I tasted the salty tear as it slid onto my lips. I wasn’t sure when I’d started to cry, but I couldn’t stop. My heart hurt. My throat ached and my head felt woolly. I couldn’t think.
Instinct took over. It was the only explanation for what I did next.
I ran down the stairs to the foyer. Philip, the night porter, said something to me. I didn’t hear his words as I opened the door myself and ran outside.
Later, I tried to remember how the air had felt on my skin. Was it cold? Damp? I had no jacket or coat, just my silk evening dress, yet I felt nothing but a driving force that propelled me along Piccadilly, past the Circus, toward Soho. I pushed open the black door between the confectionery and tobacco shops, and raced up the stairs. I knocked on another door without hesitation.
It seemed to take an age before it opened. Harry stood there in trousers and an undervest. “Cleo! What is it? What’s wrong?”
I buried my face in my hands and burst into great, gulping, ugly sobs.
His arms came around me and drew me against his body. The thud of his heart against my cheek wasn’t as steady as I expected it to be, but he was warm and solid and wonderful.
I didn’t know how long we stood on his threshold, me sobbing into his chest. It could have been seconds or several minutes. As my crying eased, my mind began to finally clear, and I realized the full implications of where I’d gone in my moment of greatest need, and why.
Harry drew away. He took my face in his hands and tilted it up. His thumbs wiped my damp cheeks and his worried gaze searched mine. “What happened, Cleo?”
“Not out here. Let’s go inside.”
He hesitated. Swallowed. “I don’t think that’s a good idea given your state. And mine.”

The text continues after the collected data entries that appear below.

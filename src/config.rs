use crate::constants::{
    DEFAULT_CLUSTER_RADIUS_METERS, EARLIEST_NORMAL_HOUR, HIGH_LOI_MULTIPLIER, LATEST_NORMAL_HOUR,
    LOW_LOI_MULTIPLIER, SHORT_GAP_SECONDS,
};
use crate::error::{QcError, Result};
use serde::Deserialize;
use std::fs;
use std::path::Path;

/// Engine configuration. Every field has a default so a missing or
/// partial config file still yields a working engine.
#[derive(Debug, Clone, Deserialize)]
pub struct QcConfig {
    #[serde(default = "default_cluster_radius")]
    pub cluster_radius_meters: f64,
    /// Local start hours outside [earliest, latest] draw an odd-hour flag.
    #[serde(default = "default_earliest_normal_hour")]
    pub earliest_normal_hour: u32,
    #[serde(default = "default_latest_normal_hour")]
    pub latest_normal_hour: u32,
    /// Length-of-interview outlier thresholds, as multiples of the
    /// batch mean duration.
    #[serde(default = "default_low_loi_multiplier")]
    pub low_loi_multiplier: f64,
    #[serde(default = "default_high_loi_multiplier")]
    pub high_loi_multiplier: f64,
    /// Gaps shorter than this between consecutive interviews on one
    /// device are implausibly close together.
    #[serde(default = "default_short_gap_seconds")]
    pub short_gap_seconds: i64,
    /// File path or URL of the boundary polygon FeatureCollection.
    /// None means geofencing is disabled, which is distinct from a
    /// configured source failing to load.
    #[serde(default)]
    pub boundary_source: Option<String>,
}

fn default_cluster_radius() -> f64 {
    DEFAULT_CLUSTER_RADIUS_METERS
}

fn default_earliest_normal_hour() -> u32 {
    EARLIEST_NORMAL_HOUR
}

fn default_latest_normal_hour() -> u32 {
    LATEST_NORMAL_HOUR
}

fn default_low_loi_multiplier() -> f64 {
    LOW_LOI_MULTIPLIER
}

fn default_high_loi_multiplier() -> f64 {
    HIGH_LOI_MULTIPLIER
}

fn default_short_gap_seconds() -> i64 {
    SHORT_GAP_SECONDS
}

impl Default for QcConfig {
    fn default() -> Self {
        Self {
            cluster_radius_meters: DEFAULT_CLUSTER_RADIUS_METERS,
            earliest_normal_hour: EARLIEST_NORMAL_HOUR,
            latest_normal_hour: LATEST_NORMAL_HOUR,
            low_loi_multiplier: LOW_LOI_MULTIPLIER,
            high_loi_multiplier: HIGH_LOI_MULTIPLIER,
            short_gap_seconds: SHORT_GAP_SECONDS,
            boundary_source: None,
        }
    }
}

impl QcConfig {
    pub fn load() -> Result<Self> {
        let config_path = "config.toml";
        if !Path::new(config_path).exists() {
            return Ok(Self::default());
        }
        let config_content = fs::read_to_string(config_path).map_err(|e| {
            QcError::Config(format!("Failed to read config file '{}': {}", config_path, e))
        })?;
        Self::from_toml_str(&config_content)
    }

    pub fn from_toml_str(content: &str) -> Result<Self> {
        let config: QcConfig = toml::from_str(content)?;
        Ok(config)
    }
}
//! Boundary index loading: file sources, the single-flight cache, and
//! failure semantics.

use std::sync::atomic::{AtomicUsize, Ordering};
use std::sync::Arc;

use anyhow::Result as TestResult;
use async_trait::async_trait;
use serde_json::json;
use survey_qc::error::{QcError, Result};
use survey_qc::geo::boundary::{BoundaryCache, BoundaryFetcher};
use tempfile::tempdir;

fn feature_collection() -> String {
    json!({
        "type": "FeatureCollection",
        "features": [
            {
                "type": "Feature",
                "properties": {"name": "Ijebu Ode"},
                "geometry": {
                    "type": "Polygon",
                    "coordinates": [[[3.8, 6.7], [4.0, 6.7], [4.0, 6.9], [3.8, 6.9], [3.8, 6.7]]]
                }
            }
        ]
    })
    .to_string()
}

/// In-memory fetcher that counts how often it is asked.
struct CountingFetcher {
    calls: AtomicUsize,
    body: Vec<u8>,
}

impl CountingFetcher {
    fn new(body: &str) -> Self {
        Self {
            calls: AtomicUsize::new(0),
            body: body.as_bytes().to_vec(),
        }
    }
}

#[async_trait]
impl BoundaryFetcher for CountingFetcher {
    async fn fetch(&self, _source: &str) -> Result<Vec<u8>> {
        self.calls.fetch_add(1, Ordering::SeqCst);
        Ok(self.body.clone())
    }
}

/// Fetcher that always fails, standing in for a dead network.
struct FailingFetcher;

#[async_trait]
impl BoundaryFetcher for FailingFetcher {
    async fn fetch(&self, source: &str) -> Result<Vec<u8>> {
        Err(QcError::BoundarySource {
            message: format!("{} unreachable", source),
        })
    }
}

#[tokio::test]
async fn loads_from_a_geojson_file() -> TestResult<()> {
    let dir = tempdir()?;
    let path = dir.path().join("ogun.geojson");
    std::fs::write(&path, feature_collection())?;

    let cache = BoundaryCache::new();
    let index = cache.load(path.to_str().unwrap()).await?;
    assert_eq!(index.polygons().len(), 1);
    assert!(index.find_by_name("IJEBU ODE").is_some());
    assert!(index.find_containing(6.8, 3.9).is_some());
    Ok(())
}

#[tokio::test]
async fn missing_file_surfaces_an_error() {
    let cache = BoundaryCache::new();
    let result = cache.load("/nonexistent/ogun.geojson").await;
    assert!(matches!(result, Err(QcError::BoundarySource { .. })));
}

#[tokio::test]
async fn repeated_loads_fetch_once() -> TestResult<()> {
    let fetcher = CountingFetcher::new(&feature_collection());
    let cache = BoundaryCache::new();

    let first = cache.load_with("ogun", &fetcher).await?;
    let second = cache.load_with("ogun", &fetcher).await?;
    assert_eq!(fetcher.calls.load(Ordering::SeqCst), 1);
    assert!(Arc::ptr_eq(&first, &second));

    // A different source is its own cache entry.
    cache.load_with("ogun-v2", &fetcher).await?;
    assert_eq!(fetcher.calls.load(Ordering::SeqCst), 2);
    Ok(())
}

#[tokio::test]
async fn concurrent_loads_share_one_fetch() {
    let fetcher = Arc::new(CountingFetcher::new(&feature_collection()));
    let cache = Arc::new(BoundaryCache::new());

    let mut handles = Vec::new();
    for _ in 0..8 {
        let fetcher = fetcher.clone();
        let cache = cache.clone();
        handles.push(tokio::spawn(async move {
            cache.load_with("ogun", fetcher.as_ref()).await.unwrap()
        }));
    }
    for handle in handles {
        handle.await.unwrap();
    }
    assert_eq!(fetcher.calls.load(Ordering::SeqCst), 1);
}

#[tokio::test]
async fn failed_loads_are_not_cached() {
    let cache = BoundaryCache::new();
    assert!(cache.load_with("ogun", &FailingFetcher).await.is_err());

    // The same source succeeds once the fetcher recovers.
    let fetcher = CountingFetcher::new(&feature_collection());
    let index = cache.load_with("ogun", &fetcher).await.unwrap();
    assert_eq!(index.polygons().len(), 1);
}

#[tokio::test]
async fn malformed_source_is_a_parse_error_not_an_empty_index() {
    let fetcher = CountingFetcher::new("{\"type\": \"FeatureCollection\"}");
    let cache = BoundaryCache::new();
    assert!(cache.load_with("ogun", &fetcher).await.is_err());
}
use std::sync::atomic::{AtomicU64, Ordering};
use std::sync::{Arc, Mutex, MutexGuard};
use std::time::Duration;

use tokio::task::JoinHandle;
use tracing::debug;

use super::{LookupOutcome, ResolutionMachine};
use crate::api::{decode, ApiClient};
use crate::domain::Person;

const LOOKUP_FAILED: &str = "Could not look up the document. Try again.";

/// Debounced person lookup by document number.
///
/// Each change to the (document number, document type) tuple restarts the
/// delay window; only the last stable value triggers a request. Timer
/// cancellation is a generation check (a stale timer wakes, sees a newer
/// generation, and exits without issuing a request). A request already on
/// the wire is never cancelled: every issued lookup takes a monotonically
/// increasing ticket and a response is applied only while its ticket is
/// still the latest, so an older response can never overwrite a newer one.
pub struct DocumentLookup<C: ?Sized> {
    client: Arc<C>,
    delay: Duration,
    machine: Arc<Mutex<ResolutionMachine>>,
    generation: Arc<AtomicU64>,
    issued: Arc<AtomicU64>,
    tasks: Vec<JoinHandle<()>>,
}

impl<C> DocumentLookup<C>
where
    C: ApiClient + ?Sized + 'static,
{
    pub fn new(client: Arc<C>, delay: Duration) -> Self {
        Self {
            client,
            delay,
            machine: Arc::new(Mutex::new(ResolutionMachine::new())),
            generation: Arc::new(AtomicU64::new(0)),
            issued: Arc::new(AtomicU64::new(0)),
            tasks: Vec::new(),
        }
    }

    /// The watched tuple changed. Cancels the pending timer; starts a new
    /// one only when both components are present.
    pub fn input_changed(&mut self, document_number: &str, document_type: Option<i64>) {
        self.tasks.retain(|task| !task.is_finished());
        let generation = self.generation.fetch_add(1, Ordering::SeqCst) + 1;

        if document_number.is_empty() || document_type.is_none() {
            // No timer will fire, so a pending "searching" state must not
            // outlive the input that scheduled it.
            lock(&self.machine).cancel_lookup();
            return;
        }

        lock(&self.machine).begin_lookup();

        let client = Arc::clone(&self.client);
        let machine = Arc::clone(&self.machine);
        let generations = Arc::clone(&self.generation);
        let issued = Arc::clone(&self.issued);
        let delay = self.delay;
        let number = document_number.to_string();

        self.tasks.push(tokio::spawn(async move {
            tokio::time::sleep(delay).await;
            if generations.load(Ordering::SeqCst) != generation {
                return;
            }

            let ticket = issued.fetch_add(1, Ordering::SeqCst) + 1;
            debug!(%number, ticket, "issuing document lookup");
            let outcome = lookup_person(client.as_ref(), &number).await;

            if issued.load(Ordering::SeqCst) == ticket {
                lock(&machine).settle(outcome);
            } else {
                debug!(%number, ticket, "discarding stale lookup response");
            }
        }));
    }

    /// Read the resolution state.
    pub fn read<T>(&self, with: impl FnOnce(&ResolutionMachine) -> T) -> T {
        with(&lock(&self.machine))
    }

    /// Mutate the resolution state (e.g. fill editable person fields).
    pub fn modify<T>(&self, with: impl FnOnce(&mut ResolutionMachine) -> T) -> T {
        with(&mut lock(&self.machine))
    }

    /// Await every outstanding timer and lookup task.
    pub async fn settled(&mut self) {
        for task in self.tasks.drain(..) {
            let _ = task.await;
        }
    }
}

fn lock(machine: &Mutex<ResolutionMachine>) -> MutexGuard<'_, ResolutionMachine> {
    machine.lock().unwrap_or_else(|err| err.into_inner())
}

async fn lookup_person<C: ApiClient + ?Sized>(client: &C, number: &str) -> LookupOutcome {
    match client.fetch(&format!("/person/by-document/{number}")).await {
        Ok(value) => match decode::<Person>(value) {
            Ok(person) => LookupOutcome::Found(person),
            Err(_) => LookupOutcome::TransientError(LOOKUP_FAILED.to_string()),
        },
        Err(err) if err.is_not_found() => LookupOutcome::NotFound,
        Err(err) => {
            debug!(%err, "document lookup failed");
            LookupOutcome::TransientError(LOOKUP_FAILED.to_string())
        }
    }
}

“I don’t care, Harry. I don’t care.”
Still, he hesitated.
Very well. If it had to happen on the threshold in full view of his neighbors, if they cared to look, then so be it. I cupped his face as he cupped mine and drew it down to my level. I stood on my toes and kissed him.
It was neither fierce nor hungry; it was full of longing. Releasing my emotions after suppressing them for months was cathartic. It allowed for a flood of new feelings to take their place, and they filled me more completely than anything ever had.
Harry pulled away. His breaths were ragged, his eyes shining feverishly in the dim light from the stairwell. He let me go and tucked his hands behind his back. “You’re upset, Cleo. You’re not thinking properly. We should talk about this when you feel more yourself.”
“I am myself, Harry, and I am thinking properly.”
He crossed his arms over his chest, only to lower them to his sides again, then tuck them behind his back once more. He didn’t know what to do with them. “Cleo… I can’t do this if you mean to go on as we were. I’ve tried being just a friend, being patient with you…” He shook his head. “I can’t anymore. Not now. Not after that kiss. Either we move forward or…” He swallowed. “Or we don’t see each other anymore.”
I stepped closer and reached around behind him. I took his hands in mine and looked up at him. He blinked rapidly down at me. “Since I cannot imagine my life without you in it, Harry, it seems the decision is made. We move forward. Together.”
His fingers twined with mine behind his back. A slow smile teased his lips, causing his dimples to make a sudden appearance before disappearing again. I wanted to capture that smile and bring the dimples back.